Memorandum by Dr David Metz (RP 23)

ROAD PRICING

  This memorandum is concerned with the possibility of moving to national road pricing in the longer term, in particular issues of equity and acceptability.

THE LOW INCOME MOTORIST

  Many car users have relatively modest incomes. The extra cost of road user charges could be substantial in relation to overall household income. Some low income travellers, excluded from using the roads by the charge, might be able to take advantage of improved public transport, financed from the congestion charge revenue. However, the extent to which this would be helpful would depend on the extent to which public transport could substitute for the car-based trips no longer affordable. This substitution would generally be most effective on routes serving city centres where congestion charging had been adopted, but less effective on suburban and extra-urban routes. Thus road pricing, as usually envisaged, may prove more acceptable in city centres than in other locations. Beyond city centres, the option of not owning a car may be incompatible with the spatial pattern of work and residence into which household members may be locked.

  The scale of the problem of the low income motorist is indicated in the Figure which shows Office for National Statistics data for average weekly household expenditure on vehicle purchase and the operation of personal transport for 2002-03 by household income decile.
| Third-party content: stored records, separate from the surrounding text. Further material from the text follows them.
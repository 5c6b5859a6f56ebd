//! Lossless Gherkin front end.
//!
//! The crate turns `.feature` source into tokens and an error-recovering AST.
//! Every input line becomes exactly one [`Token`] whose `raw` field holds the
//! line byte for byte, so [`reconstruct`] rebuilds the original input from
//! any token vector the [`Lexer`] produced. Keywords come from a table of
//! more than seventy dialects selected by `# language:` headers.
//!
//! ```
//! use shiftlefter_gherkin::{lex, parse_str, reconstruct, StepKeyword};
//!
//! let source = "Feature: Login\r\n  Scenario: OK\n    Given a user";
//! assert_eq!(reconstruct(&lex(source)), source);
//!
//! let result = parse_str(source);
//! assert!(result.is_clean());
//! let feature = result.feature().map(|f| f.name.as_str());
//! assert_eq!(feature, Some("Login"));
//! assert_eq!("Given".parse::<StepKeyword>().ok(), Some(StepKeyword::Given));
//! ```

pub mod ast;
pub mod config;
pub mod dialect;
pub mod error;
pub mod keyword;
pub mod lexer;
pub mod location;
pub mod parser;
pub mod token;

pub use ast::{
    Background, Blank, Comment, DataTable, Docstring, Examples, Feature, FeatureChild, MacroStep,
    Node, NodeRef, Provenance, ProvenanceRole, Rule, RuleChild, Scenario, ScenarioOutline, Step,
    StepArgument, StepNode, TableCell, TableRow, Tag,
};
pub use config::GherkinConfig;
pub use dialect::{DEFAULT_LANGUAGE, Dialect};
pub use error::{ParseError, ParseErrorKind};
pub use keyword::{BlockKeyword, KeywordType, StepKeyword, StepKeywordParseError};
pub use lexer::{Lexer, lex, lex_with, reconstruct};
pub use location::{Location, Span};
pub use parser::{ParseResult, parse, parse_str, parse_str_with, parse_with};
pub use token::{CellToken, Fence, TagToken, Token, TokenKind};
Not all households own cars, of course, and the "adjusted" data show expenditure divided by the proportion of households in the decile that own at least one car or van, to give an estimate of motoring expenditure by car-owning households. It will be seen that motoring expenditure for households with cars falls in the range £30-£50 per week for the lower half of the income distribution. This expenditure may be compared with current road charges in Britain: £25 for weekly entry into the London congestion charging zone and £30 for the weekly use (five days) in both directions of the M6 toll road. Arguably, most motorists in the lowest half of the income distribution are likely to experience difficulty in affording charges of this magnitude, even if there were to be partial relief of vehicle excise duty. (More offsetting relief could be provided by reducing fuel duty but this would run counter to policies aimed at reducing carbon dioxide emissions.)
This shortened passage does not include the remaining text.